## What to produce
Search the records below for the word "transporte", then return every line where it appears.

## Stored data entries
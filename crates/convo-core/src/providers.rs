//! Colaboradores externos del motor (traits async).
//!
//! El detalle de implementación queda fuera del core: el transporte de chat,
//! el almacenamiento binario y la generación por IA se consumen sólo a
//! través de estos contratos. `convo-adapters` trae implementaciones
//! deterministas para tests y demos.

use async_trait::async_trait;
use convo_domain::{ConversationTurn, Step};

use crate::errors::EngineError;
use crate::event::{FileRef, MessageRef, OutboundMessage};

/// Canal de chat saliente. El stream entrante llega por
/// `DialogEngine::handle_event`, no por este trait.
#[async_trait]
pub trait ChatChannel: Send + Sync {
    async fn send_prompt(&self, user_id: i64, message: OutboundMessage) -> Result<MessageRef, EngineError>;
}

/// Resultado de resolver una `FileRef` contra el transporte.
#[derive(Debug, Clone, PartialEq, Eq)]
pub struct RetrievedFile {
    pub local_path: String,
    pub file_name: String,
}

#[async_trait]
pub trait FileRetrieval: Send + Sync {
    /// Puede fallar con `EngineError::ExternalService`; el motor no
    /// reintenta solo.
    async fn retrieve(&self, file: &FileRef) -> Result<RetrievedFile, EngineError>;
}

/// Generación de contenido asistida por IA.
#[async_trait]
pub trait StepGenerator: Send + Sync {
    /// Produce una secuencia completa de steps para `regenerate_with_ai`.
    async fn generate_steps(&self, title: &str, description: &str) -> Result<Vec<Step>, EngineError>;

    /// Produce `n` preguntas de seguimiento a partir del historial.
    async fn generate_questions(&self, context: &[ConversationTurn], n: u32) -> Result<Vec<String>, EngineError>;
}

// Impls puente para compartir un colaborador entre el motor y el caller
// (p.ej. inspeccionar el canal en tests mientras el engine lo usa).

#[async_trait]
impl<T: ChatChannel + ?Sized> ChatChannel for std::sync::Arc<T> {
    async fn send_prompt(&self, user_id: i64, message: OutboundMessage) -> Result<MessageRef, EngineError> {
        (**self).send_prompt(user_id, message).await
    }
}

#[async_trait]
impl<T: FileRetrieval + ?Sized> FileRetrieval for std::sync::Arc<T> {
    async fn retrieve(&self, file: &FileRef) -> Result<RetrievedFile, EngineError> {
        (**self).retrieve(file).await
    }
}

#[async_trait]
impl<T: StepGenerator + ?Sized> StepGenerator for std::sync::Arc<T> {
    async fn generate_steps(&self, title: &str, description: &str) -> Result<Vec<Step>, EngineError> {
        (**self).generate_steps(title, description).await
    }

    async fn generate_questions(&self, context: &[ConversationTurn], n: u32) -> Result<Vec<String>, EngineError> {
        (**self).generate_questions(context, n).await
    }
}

--

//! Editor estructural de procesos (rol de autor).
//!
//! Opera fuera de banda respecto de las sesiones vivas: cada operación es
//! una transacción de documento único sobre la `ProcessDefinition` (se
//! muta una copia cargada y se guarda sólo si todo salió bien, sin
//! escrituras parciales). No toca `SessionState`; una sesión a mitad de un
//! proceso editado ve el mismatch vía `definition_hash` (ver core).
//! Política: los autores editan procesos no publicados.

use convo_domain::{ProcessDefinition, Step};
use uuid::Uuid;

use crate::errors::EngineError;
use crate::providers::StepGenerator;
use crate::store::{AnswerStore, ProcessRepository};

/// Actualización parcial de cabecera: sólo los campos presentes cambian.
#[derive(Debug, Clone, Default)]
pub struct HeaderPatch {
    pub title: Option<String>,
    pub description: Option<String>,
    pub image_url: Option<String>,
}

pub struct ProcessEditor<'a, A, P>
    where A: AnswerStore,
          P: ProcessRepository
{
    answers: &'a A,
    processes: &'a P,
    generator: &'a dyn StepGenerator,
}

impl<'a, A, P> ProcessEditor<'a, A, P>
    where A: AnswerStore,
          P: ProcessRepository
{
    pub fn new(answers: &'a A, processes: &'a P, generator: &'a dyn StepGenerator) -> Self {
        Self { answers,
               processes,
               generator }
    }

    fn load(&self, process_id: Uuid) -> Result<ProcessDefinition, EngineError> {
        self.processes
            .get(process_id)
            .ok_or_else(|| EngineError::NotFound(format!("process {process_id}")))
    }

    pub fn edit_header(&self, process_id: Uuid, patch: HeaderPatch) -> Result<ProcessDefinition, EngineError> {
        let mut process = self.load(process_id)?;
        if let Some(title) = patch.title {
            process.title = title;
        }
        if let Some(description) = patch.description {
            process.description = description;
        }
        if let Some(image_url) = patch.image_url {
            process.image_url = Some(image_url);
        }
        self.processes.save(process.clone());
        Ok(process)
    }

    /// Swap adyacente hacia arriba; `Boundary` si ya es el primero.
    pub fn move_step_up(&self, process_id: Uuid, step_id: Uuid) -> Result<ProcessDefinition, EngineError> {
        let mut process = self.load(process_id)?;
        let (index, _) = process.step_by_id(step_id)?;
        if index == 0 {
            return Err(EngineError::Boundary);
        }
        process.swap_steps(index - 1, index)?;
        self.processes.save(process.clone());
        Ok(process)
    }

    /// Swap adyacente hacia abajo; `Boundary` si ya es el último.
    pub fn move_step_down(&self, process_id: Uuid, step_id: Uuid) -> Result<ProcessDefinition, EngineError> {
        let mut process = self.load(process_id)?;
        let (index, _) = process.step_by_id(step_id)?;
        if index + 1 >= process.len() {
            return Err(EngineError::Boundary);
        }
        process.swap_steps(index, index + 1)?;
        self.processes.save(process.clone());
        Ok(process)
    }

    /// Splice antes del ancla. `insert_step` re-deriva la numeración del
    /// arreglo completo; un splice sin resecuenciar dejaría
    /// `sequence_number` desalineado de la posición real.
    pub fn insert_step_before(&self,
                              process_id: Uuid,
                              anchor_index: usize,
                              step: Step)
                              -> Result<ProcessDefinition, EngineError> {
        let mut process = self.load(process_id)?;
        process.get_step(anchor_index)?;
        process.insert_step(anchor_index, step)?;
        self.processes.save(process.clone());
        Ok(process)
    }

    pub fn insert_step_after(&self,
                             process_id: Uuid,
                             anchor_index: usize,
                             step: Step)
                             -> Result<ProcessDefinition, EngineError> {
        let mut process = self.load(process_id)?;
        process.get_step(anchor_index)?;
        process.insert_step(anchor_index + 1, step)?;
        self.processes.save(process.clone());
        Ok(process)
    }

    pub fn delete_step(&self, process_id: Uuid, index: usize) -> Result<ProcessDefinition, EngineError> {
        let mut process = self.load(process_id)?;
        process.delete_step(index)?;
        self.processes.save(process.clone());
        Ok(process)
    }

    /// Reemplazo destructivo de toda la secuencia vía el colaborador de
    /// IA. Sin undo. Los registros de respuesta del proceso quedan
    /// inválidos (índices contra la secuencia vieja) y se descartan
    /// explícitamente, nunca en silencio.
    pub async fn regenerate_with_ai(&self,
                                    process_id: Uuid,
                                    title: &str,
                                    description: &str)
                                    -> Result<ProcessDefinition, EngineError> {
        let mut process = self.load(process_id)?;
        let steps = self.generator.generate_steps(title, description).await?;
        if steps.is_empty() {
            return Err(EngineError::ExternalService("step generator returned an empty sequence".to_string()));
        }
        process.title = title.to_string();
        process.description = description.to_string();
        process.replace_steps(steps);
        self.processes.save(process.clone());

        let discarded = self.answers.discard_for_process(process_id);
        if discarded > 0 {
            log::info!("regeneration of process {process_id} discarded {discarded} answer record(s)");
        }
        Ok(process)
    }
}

## Exercise response
//! El detalle de implementación queda fuera del core: el transporte de chat,
/// Resultado de resolver una `FileRef` contra el transporte.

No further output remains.